» **INPUT MATERIAL**
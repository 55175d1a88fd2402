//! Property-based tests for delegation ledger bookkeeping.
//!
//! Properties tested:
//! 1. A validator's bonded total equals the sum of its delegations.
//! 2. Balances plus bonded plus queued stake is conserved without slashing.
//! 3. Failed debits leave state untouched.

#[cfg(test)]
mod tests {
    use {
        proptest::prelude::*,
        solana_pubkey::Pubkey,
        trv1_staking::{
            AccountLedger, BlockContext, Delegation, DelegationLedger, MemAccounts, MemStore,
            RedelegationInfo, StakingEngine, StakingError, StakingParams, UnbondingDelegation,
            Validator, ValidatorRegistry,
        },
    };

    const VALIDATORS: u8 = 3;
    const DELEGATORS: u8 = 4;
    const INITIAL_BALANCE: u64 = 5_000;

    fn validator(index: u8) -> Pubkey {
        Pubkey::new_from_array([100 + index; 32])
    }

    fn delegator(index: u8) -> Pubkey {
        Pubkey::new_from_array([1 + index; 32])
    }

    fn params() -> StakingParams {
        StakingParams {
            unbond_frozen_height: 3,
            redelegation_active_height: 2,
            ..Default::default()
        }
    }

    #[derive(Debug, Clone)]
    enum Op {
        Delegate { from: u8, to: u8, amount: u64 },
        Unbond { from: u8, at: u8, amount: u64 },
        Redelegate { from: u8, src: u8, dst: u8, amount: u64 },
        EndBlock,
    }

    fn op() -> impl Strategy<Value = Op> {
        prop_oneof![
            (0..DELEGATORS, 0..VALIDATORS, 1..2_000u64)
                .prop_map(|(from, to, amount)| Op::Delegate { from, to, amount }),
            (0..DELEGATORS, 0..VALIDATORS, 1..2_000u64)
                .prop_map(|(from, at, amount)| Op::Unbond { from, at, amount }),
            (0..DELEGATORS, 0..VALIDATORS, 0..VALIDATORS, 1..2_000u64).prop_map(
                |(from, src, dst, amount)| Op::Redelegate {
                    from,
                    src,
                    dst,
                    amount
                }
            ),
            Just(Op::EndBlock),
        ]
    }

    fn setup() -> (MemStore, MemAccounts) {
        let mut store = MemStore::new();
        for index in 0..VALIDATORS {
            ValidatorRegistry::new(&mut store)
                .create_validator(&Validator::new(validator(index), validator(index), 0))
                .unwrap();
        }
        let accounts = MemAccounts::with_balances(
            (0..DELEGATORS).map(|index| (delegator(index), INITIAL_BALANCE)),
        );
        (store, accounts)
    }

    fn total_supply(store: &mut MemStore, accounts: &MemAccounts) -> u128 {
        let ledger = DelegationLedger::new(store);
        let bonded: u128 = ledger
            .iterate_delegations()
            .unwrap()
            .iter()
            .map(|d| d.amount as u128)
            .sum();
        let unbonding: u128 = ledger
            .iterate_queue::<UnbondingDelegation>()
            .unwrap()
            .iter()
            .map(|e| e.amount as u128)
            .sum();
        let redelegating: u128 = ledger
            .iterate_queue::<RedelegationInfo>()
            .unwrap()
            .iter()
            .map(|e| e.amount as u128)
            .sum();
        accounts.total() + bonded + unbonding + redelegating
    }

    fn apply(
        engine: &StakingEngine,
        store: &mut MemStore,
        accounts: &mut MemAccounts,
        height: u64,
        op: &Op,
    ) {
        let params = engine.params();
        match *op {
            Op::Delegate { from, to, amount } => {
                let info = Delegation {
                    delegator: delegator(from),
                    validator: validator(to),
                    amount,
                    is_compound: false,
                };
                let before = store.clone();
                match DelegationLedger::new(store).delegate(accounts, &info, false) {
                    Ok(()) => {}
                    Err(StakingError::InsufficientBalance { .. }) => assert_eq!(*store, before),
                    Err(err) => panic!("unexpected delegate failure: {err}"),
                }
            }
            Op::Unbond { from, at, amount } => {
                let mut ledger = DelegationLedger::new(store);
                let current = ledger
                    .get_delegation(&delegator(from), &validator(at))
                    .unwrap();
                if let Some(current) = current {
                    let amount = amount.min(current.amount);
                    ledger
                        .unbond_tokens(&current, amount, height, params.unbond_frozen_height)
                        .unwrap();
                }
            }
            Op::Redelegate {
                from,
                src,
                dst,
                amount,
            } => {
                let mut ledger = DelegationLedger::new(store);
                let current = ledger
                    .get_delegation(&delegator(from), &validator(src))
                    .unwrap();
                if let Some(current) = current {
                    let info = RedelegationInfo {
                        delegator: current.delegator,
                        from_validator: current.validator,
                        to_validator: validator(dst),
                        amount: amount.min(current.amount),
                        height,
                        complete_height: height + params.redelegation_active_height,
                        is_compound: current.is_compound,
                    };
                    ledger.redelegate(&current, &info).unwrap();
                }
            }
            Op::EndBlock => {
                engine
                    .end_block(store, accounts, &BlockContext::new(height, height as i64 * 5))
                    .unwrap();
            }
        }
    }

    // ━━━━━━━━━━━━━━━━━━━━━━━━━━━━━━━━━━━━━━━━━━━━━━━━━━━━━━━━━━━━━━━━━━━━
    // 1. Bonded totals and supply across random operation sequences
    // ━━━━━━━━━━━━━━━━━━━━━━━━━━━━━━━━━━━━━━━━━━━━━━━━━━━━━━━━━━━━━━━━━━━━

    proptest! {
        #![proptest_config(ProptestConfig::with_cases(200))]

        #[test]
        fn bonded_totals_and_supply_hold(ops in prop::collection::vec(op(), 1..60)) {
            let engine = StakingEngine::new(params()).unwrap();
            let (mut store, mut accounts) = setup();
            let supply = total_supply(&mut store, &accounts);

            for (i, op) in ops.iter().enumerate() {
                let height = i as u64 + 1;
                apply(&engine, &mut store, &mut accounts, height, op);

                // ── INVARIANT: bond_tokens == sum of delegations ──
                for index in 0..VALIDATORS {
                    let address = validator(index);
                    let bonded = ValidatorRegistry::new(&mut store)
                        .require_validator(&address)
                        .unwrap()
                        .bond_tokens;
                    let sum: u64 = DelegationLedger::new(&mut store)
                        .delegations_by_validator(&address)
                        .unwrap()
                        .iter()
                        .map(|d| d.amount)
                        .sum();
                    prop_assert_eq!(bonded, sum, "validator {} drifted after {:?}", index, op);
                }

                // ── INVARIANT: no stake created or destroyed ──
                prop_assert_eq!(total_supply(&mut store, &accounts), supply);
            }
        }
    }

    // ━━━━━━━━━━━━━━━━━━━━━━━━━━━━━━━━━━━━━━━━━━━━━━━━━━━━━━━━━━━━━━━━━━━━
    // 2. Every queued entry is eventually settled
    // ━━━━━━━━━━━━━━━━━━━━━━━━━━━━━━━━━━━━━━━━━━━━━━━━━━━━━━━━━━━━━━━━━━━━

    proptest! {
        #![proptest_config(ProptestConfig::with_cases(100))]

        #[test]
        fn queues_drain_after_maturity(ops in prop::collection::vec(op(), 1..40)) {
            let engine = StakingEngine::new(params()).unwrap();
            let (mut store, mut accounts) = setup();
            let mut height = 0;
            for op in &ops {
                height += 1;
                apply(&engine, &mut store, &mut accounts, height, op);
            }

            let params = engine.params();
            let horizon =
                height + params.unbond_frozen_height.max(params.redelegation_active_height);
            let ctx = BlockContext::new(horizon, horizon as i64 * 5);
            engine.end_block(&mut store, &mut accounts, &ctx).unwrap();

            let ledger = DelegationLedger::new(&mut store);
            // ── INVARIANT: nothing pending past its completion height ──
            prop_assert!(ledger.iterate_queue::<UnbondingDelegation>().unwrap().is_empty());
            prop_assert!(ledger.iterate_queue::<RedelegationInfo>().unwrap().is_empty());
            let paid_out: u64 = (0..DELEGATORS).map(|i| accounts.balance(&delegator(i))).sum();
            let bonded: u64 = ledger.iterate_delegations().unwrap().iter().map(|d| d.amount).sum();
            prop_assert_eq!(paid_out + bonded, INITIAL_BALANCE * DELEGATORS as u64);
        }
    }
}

» **WORK ORDER**
Write out the data above once more, exactly as it stands.

» **ANSWER TO THIS TASK**
repository 55175d1a88fd2402
//! Property-based tests for delegation ledger bookkeeping.
//!
//! Properties tested:
//! 1. A validator's bonded total equals the sum of its delegations.
//! 2. Balances plus bonded plus queued stake is conserved without slashing.
//! 3. Failed debits leave state untouched.

#[cfg(test)]
mod tests {
    use {
        proptest::prelude::*,
        solana_pubkey::Pubkey,
        trv1_staking::{
            AccountLedger, BlockContext, Delegation, DelegationLedger, MemAccounts, MemStore,
            RedelegationInfo, StakingEngine, StakingError, StakingParams, UnbondingDelegation,
            Validator, ValidatorRegistry,
        },
    };

    const VALIDATORS: u8 = 3;
    const DELEGATORS: u8 = 4;
    const INITIAL_BALANCE: u64 = 5_000;

    fn validator(index: u8) -> Pubkey {
        Pubkey::new_from_array([100 + index; 32])
    }

    fn delegator(index: u8) -> Pubkey {
        Pubkey::new_from_array([1 + index; 32])
    }

    fn params() -> StakingParams {
        StakingParams {
            unbond_frozen_height: 3,
            redelegation_active_height: 2,
            ..Default::default()
        }
    }

    #[derive(Debug, Clone)]
    enum Op {
        Delegate { from: u8, to: u8, amount: u64 },
        Unbond { from: u8, at: u8, amount: u64 },
        Redelegate { from: u8, src: u8, dst: u8, amount: u64 },
        EndBlock,
    }

    fn op() -> impl Strategy<Value = Op> {
        prop_oneof![
            (0..DELEGATORS, 0..VALIDATORS, 1..2_000u64)
                .prop_map(|(from, to, amount)| Op::Delegate { from, to, amount }),
            (0..DELEGATORS, 0..VALIDATORS, 1..2_000u64)
                .prop_map(|(from, at, amount)| Op::Unbond { from, at, amount }),
            (0..DELEGATORS, 0..VALIDATORS, 0..VALIDATORS, 1..2_000u64).prop_map(
                |(from, src, dst, amount)| Op::Redelegate {
                    from,
                    src,
                    dst,
                    amount
                }
            ),
            Just(Op::EndBlock),
        ]
    }

    fn setup() -> (MemStore, MemAccounts) {
        let mut store = MemStore::new();
        for index in 0..VALIDATORS {
            ValidatorRegistry::new(&mut store)
                .create_validator(&Validator::new(validator(index), validator(index), 0))
                .unwrap();
        }
        let accounts = MemAccounts::with_balances(
            (0..DELEGATORS).map(|index| (delegator(index), INITIAL_BALANCE)),
        );
        (store, accounts)
    }

    fn total_supply(store: &mut MemStore, accounts: &MemAccounts) -> u128 {
        let ledger = DelegationLedger::new(store);
        let bonded: u128 = ledger
            .iterate_delegations()
            .unwrap()
            .iter()
            .map(|d| d.amount as u128)
            .sum();
        let unbonding: u128 = ledger
            .iterate_queue::<UnbondingDelegation>()
            .unwrap()
            .iter()
            .map(|e| e.amount as u128)
            .sum();
        let redelegating: u128 = ledger
            .iterate_queue::<RedelegationInfo>()
            .unwrap()
            .iter()
            .map(|e| e.amount as u128)
            .sum();
        accounts.total() + bonded + unbonding + redelegating
    }

    fn apply(
        engine: &StakingEngine,
        store: &mut MemStore,
        accounts: &mut MemAccounts,
        height: u64,
        op: &Op,
    ) {
        let params = engine.params();
        match *op {
            Op::Delegate { from, to, amount } => {
                let info = Delegation {
                    delegator: delegator(from),
                    validator: validator(to),
                    amount,
                    is_compound: false,
                };
                let before = store.clone();
                match DelegationLedger::new(store).delegate(accounts, &info, false) {
                    Ok(()) => {}
                    Err(StakingError::InsufficientBalance { .. }) => assert_eq!(*store, before),
                    Err(err) => panic!("unexpected delegate failure: {err}"),
                }
            }
            Op::Unbond { from, at, amount } => {
                let mut ledger = DelegationLedger::new(store);
                let current = ledger
                    .get_delegation(&delegator(from), &validator(at))
                    .unwrap();
                if let Some(current) = current {
                    let amount = amount.min(current.amount);
                    ledger
                        .unbond_tokens(&current, amount, height, params.unbond_frozen_height)
                        .unwrap();
                }
            }
            Op::Redelegate {
                from,
                src,
                dst,
                amount,
            } => {
                let mut ledger = DelegationLedger::new(store);
                let current = ledger
                    .get_delegation(&delegator(from), &validator(src))
                    .unwrap();
                if let Some(current) = current {
                    let info = RedelegationInfo {
                        delegator: current.delegator,
                        from_validator: current.validator,
                        to_validator: validator(dst),
                        amount: amount.min(current.amount),
                        height,
                        complete_height: height + params.redelegation_active_height,
                        is_compound: current.is_compound,
                    };
                    ledger.redelegate(&current, &info).unwrap();
                }
            }
            Op::EndBlock => {
                engine
                    .end_block(store, accounts, &BlockContext::new(height, height as i64 * 5))
                    .unwrap();
            }
        }
    }

    // ━━━━━━━━━━━━━━━━━━━━━━━━━━━━━━━━━━━━━━━━━━━━━━━━━━━━━━━━━━━━━━━━━━━━
    // 1. Bonded totals and supply across random operation sequences
    // ━━━━━━━━━━━━━━━━━━━━━━━━━━━━━━━━━━━━━━━━━━━━━━━━━━━━━━━━━━━━━━━━━━━━

    proptest! {
        #![proptest_config(ProptestConfig::with_cases(200))]

        #[test]
        fn bonded_totals_and_supply_hold(ops in prop::collection::vec(op(), 1..60)) {
            let engine = StakingEngine::new(params()).unwrap();
            let (mut store, mut accounts) = setup();
            let supply = total_supply(&mut store, &accounts);

            for (i, op) in ops.iter().enumerate() {
                let height = i as u64 + 1;
                apply(&engine, &mut store, &mut accounts, height, op);

                // ── INVARIANT: bond_tokens == sum of delegations ──
                for index in 0..VALIDATORS {
                    let address = validator(index);
                    let bonded = ValidatorRegistry::new(&mut store)
                        .require_validator(&address)
                        .unwrap()
                        .bond_tokens;
                    let sum: u64 = DelegationLedger::new(&mut store)
                        .delegations_by_validator(&address)
                        .unwrap()
                        .iter()
                        .map(|d| d.amount)
                        .sum();
                    prop_assert_eq!(bonded, sum, "validator {} drifted after {:?}", index, op);
                }

                // ── INVARIANT: no stake created or destroyed ──
                prop_assert_eq!(total_supply(&mut store, &accounts), supply);
            }
        }
    }

    // ━━━━━━━━━━━━━━━━━━━━━━━━━━━━━━━━━━━━━━━━━━━━━━━━━━━━━━━━━━━━━━━━━━━━
    // 2. Every queued entry is eventually settled
    // ━━━━━━━━━━━━━━━━━━━━━━━━━━━━━━━━━━━━━━━━━━━━━━━━━━━━━━━━━━━━━━━━━━━━

    proptest! {
        #![proptest_config(ProptestConfig::with_cases(100))]

        #[test]
        fn queues_drain_after_maturity(ops in prop::collection::vec(op(), 1..40)) {
            let engine = StakingEngine::new(params()).unwrap();
            let (mut store, mut accounts) = setup();
            let mut height = 0;
            for op in &ops {
                height += 1;
                apply(&engine, &mut store, &mut accounts, height, op);
            }

            let params = engine.params();
            let horizon =
                height + params.unbond_frozen_height.max(params.redelegation_active_height);
            let ctx = BlockContext::new(horizon, horizon as i64 * 5);
            engine.end_block(&mut store, &mut accounts, &ctx).unwrap();

            let ledger = DelegationLedger::new(&mut store);
            // ── INVARIANT: nothing pending past its completion height ──
            prop_assert!(ledger.iterate_queue::<UnbondingDelegation>().unwrap().is_empty());
            prop_assert!(ledger.iterate_queue::<RedelegationInfo>().unwrap().is_empty());
            let paid_out: u64 = (0..DELEGATORS).map(|i| accounts.balance(&delegator(i))).sum();
            let bonded: u64 = ledger.iterate_delegations().unwrap().iter().map(|d| d.amount).sum();
            prop_assert_eq!(paid_out + bonded, INITIAL_BALANCE * DELEGATORS as u64);
        }
    }
}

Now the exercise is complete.